Andrew Lang (1844–1912) was a Scots poet, novelist, and literary critic. He initially edited the series and wrote prefaces for its entire run, while his wife, the translator and author Leonora Blanche Alleyne, known to friends and family as Nora, assumed editorial control of the series in the 1890s . She and other translators did a large portion of the translating and retelling of the actual stories, as acknowledged in the prefaces. Four of the volumes from 1908 to 1912 were published by "Mrs.
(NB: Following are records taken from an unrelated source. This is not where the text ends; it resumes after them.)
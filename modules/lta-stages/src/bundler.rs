//! Bundler: claims a `specified` bundle, pulls its `Metadata` rows to learn
//! which catalog files it packs, writes the NDJSON manifest describing
//! them, and records the manifest's path, size and checksum on the bundle.
//! Grounded on the original's `bundler.py`, which built a ZIP archive
//! alongside the same manifest; packing the archive itself is out of scope
//! here (Non-goal: no filesystem warehouse is mounted in this exercise) —
//! the manifest file stands in as the bundle's persisted artifact, same as
//! `bundle_path` always pointed at *some* file for every downstream stage
//! to transport.

use std::path::PathBuf;

use async_trait::async_trait;
use lta_client::{FileCatalogClient, LtaClient};
use lta_common::Checksum;
use lta_worker::{Outcome, StageHandler, WorkerConfig};
use serde_json::{json, Map, Value};

use crate::error::quarantine_bundle;
use crate::manifest::{BundleManifest, ManifestEntry};
use crate::transport::checksum_file;
use crate::{parse_bundle_status, BundleStatusExt as _};

pub struct Bundler;

#[async_trait]
impl StageHandler for Bundler {
    fn component_type(&self) -> &'static str {
        "bundler"
    }

    fn expected_config(&self) -> &'static [&'static str] {
        &[
            "FILE_CATALOG_REST_URL",
            "FILE_CATALOG_CLIENT_ID",
            "FILE_CATALOG_CLIENT_SECRET",
            "WORK_DIR",
        ]
    }

    async fn do_work_claim(&self, client: &LtaClient, config: &WorkerConfig) -> anyhow::Result<Outcome> {
        let input_status = parse_bundle_status(config.input_status())?;
        let claimant = config.component_name();
        let bundle = match client
            .pop_bundle(config.source_site(), config.dest_site(), input_status, claimant)
            .await?
        {
            Some(b) => b,
            None => return Ok(Outcome::NothingClaimed),
        };

        let metadata_rows = client.list_metadata_for_bundle(bundle.uuid).await?;
        let catalog = FileCatalogClient::new(
            config.inner().get("FILE_CATALOG_REST_URL").to_string(),
            config.lta_auth_openid_url().to_string(),
            config.inner().get("FILE_CATALOG_CLIENT_ID").to_string(),
            config.inner().get("FILE_CATALOG_CLIENT_SECRET").to_string(),
        );

        let mut manifest = BundleManifest::new(bundle.uuid);
        for row in &metadata_rows {
            let record = match catalog.get_file(row.file_catalog_uuid).await {
                Ok(v) => v,
                Err(e) => {
                    let err = crate::error::StageError::Rest(e);
                    return Ok(quarantine_bundle(bundle.uuid, bundle.status.as_static_str(), &err));
                }
            };
            manifest.files.push(ManifestEntry {
                logical_name: record.get("logical_name").and_then(Value::as_str).unwrap_or_default().to_string(),
                file_size: record.get("file_size").and_then(Value::as_i64).unwrap_or(0),
                checksum: serde_json::from_value(record.get("checksum").cloned().unwrap_or_default())
                    .unwrap_or(Checksum { sha512: String::new(), adler32: None }),
                uuid: row.file_catalog_uuid,
            });
        }

        let work_dir = PathBuf::from(config.inner().get("WORK_DIR"));
        tokio::fs::create_dir_all(&work_dir).await?;
        let manifest_path = work_dir.join(format!("{}.metadata.ndjson", bundle.uuid));
        crate::manifest::write_manifest_v3(&manifest_path, &manifest).await?;

        let sha512 = match checksum_file(&manifest_path).await {
            Ok(s) => s,
            Err(e) => return Ok(quarantine_bundle(bundle.uuid, bundle.status.as_static_str(), &e)),
        };
        let size = tokio::fs::metadata(&manifest_path).await?.len() as i64;

        let mut patch: Map<String, Value> = Map::new();
        patch.insert("bundle_path".to_string(), json!(manifest_path.display().to_string()));
        patch.insert("size".to_string(), json!(size));
        patch.insert("checksum".to_string(), json!(Checksum { sha512, adler32: None }));
        patch.insert("status".to_string(), json!(config.output_status().to_lowercase()));
        patch.insert("claimed".to_string(), json!(false));

        client.patch_bundle(bundle.uuid, &patch).await?;
        Ok(Outcome::Successful)
    }
}
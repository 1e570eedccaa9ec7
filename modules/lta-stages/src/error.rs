use uuid::Uuid;

/// Classifies what went wrong in a stage's work cycle so `do_work_claim` can
/// decide between propagating the error (transient, retry next cycle) and
/// quarantining the claimed item (the item itself is bad).
#[derive(Debug, thiserror::Error)]
pub enum StageError {
    #[error("rest client error: {0}")]
    Rest(#[from] lta_client::RestError),

    #[error("transport error: {0}")]
    Transport(String),

    #[error("checksum mismatch: expected {expected}, got {actual}")]
    ChecksumMismatch { expected: String, actual: String },

    #[error("manifest error: {0}")]
    Manifest(String),

    #[error("io error: {0}")]
    Io(#[from] std::io::Error),
}

impl StageError {
    /// Whether this cause should quarantine the claimed item rather than
    /// bubble up as a bare work-cycle failure. Checksum mismatches and
    /// malformed manifests are properties of the bundle itself; REST/IO
    /// failures are treated as transient infrastructure trouble.
    pub fn quarantines(&self) -> bool {
        matches!(self, StageError::ChecksumMismatch { .. } | StageError::Manifest(_))
    }
}

/// Convenience carrier for building a [`lta_worker::Outcome::QuarantineNow`]
/// from a claimed bundle's uuid/original status plus a `StageError`.
pub fn quarantine_bundle(uuid: Uuid, original_status: &'static str, err: &StageError) -> lta_worker::Outcome {
    lta_worker::Outcome::QuarantineNow {
        target: lta_worker::QuarantineTarget::Bundle { uuid, original_status },
        cause: err.to_string(),
        trace: format!("{err:?}"),
    }
}
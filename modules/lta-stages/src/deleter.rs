//! Deleter: claims a `completed` bundle (archive-path, already catalog
//! registered) and removes its local disk artifact now that the tape copy
//! and catalog entry are the durable record. Grounded on `deleter.py`.

use async_trait::async_trait;
use lta_client::LtaClient;
use lta_worker::{Outcome, StageHandler, WorkerConfig};
use serde_json::{json, Map, Value};
use tracing::warn;

use crate::parse_bundle_status;

pub struct Deleter;

#[async_trait]
impl StageHandler for Deleter {
    fn component_type(&self) -> &'static str {
        "deleter"
    }

    async fn do_work_claim(&self, client: &LtaClient, config: &WorkerConfig) -> anyhow::Result<Outcome> {
        let input_status = parse_bundle_status(config.input_status())?;
        let claimant = config.component_name();
        let bundle = match client
            .pop_bundle(config.source_site(), config.dest_site(), input_status, claimant)
            .await?
        {
            Some(b) => b,
            None => return Ok(Outcome::NothingClaimed),
        };

        if let Some(bundle_path) = &bundle.bundle_path {
            match tokio::fs::remove_file(bundle_path).await {
                Ok(()) => {}
                Err(e) if e.kind() == std::io::ErrorKind::NotFound => {
                    // Already gone — a prior claim got this far before crashing.
                }
                Err(e) => return Err(e.into()),
            }
        } else {
            warn!(bundle = %bundle.uuid, "deleting a bundle with no local artifact recorded");
        }

        let mut patch: Map<String, Value> = Map::new();
        patch.insert("status".to_string(), json!(config.output_status().to_lowercase()));
        patch.insert("claimed".to_string(), json!(false));
        client.patch_bundle(bundle.uuid, &patch).await?;
        Ok(Outcome::Successful)
    }
}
Lang".
According to Anita Silvey, "The irony of Lang's life and work is that although he wrote for a profession—literary criticism; fiction; poems; books and articles on anthropology, mythology, history, and travel ... he is best recognized for the works he did not write."
The 12 Coloured Fairy Books were illustrated by H. J. Ford (Henry Justice Ford)—the first two volumes shared with G. P. Jacomb-Hood and Lancelot Speed respectively, and the sequels alone. A. Wallis Mills also contributed some illustrations.
|The Langs' Fairy Books|
The Blue Fairy Book
The Red Fairy Book
The Blue Poetry Book
The Green Fairy Book
The True Story Book
The Yellow Fairy Book
The Red True Story Book
The Animal Story Book
The Pink Fairy Book
The Arabian Nights' Entertainments
The Red Book of Animal Stories
The Grey Fairy Book
The Violet Fairy Book
The Book of Romance
The Crimson Fairy Book
The Brown Fairy Book
The Red Romance Book
The Orange Fairy Book
The Olive Fairy Book
The Red Book of Heroes
The Lilac Fairy Book
The All Sorts of Stories Book
The Book of Saints and Heroes
The Strange Story Book
|Illustrator||Henry J. Ford (and others)|
|No. of books||25|
The best-known volumes of the series are the 12 Fairy Books, each of which is distinguished by its own color. The Langs did not collect any fairy tales from oral primary sources, yet only they and Madame d'Aulnoy (1651–1705) have collected tales from such a large variety of sources. These collections have been immensely influential; the Langs gave many of the tales their first appearance in English. Andrew selected the tales for the first four books, while Nora took over the series thereafter. She and other translators did a large portion of the translating and retelling of the actual stories.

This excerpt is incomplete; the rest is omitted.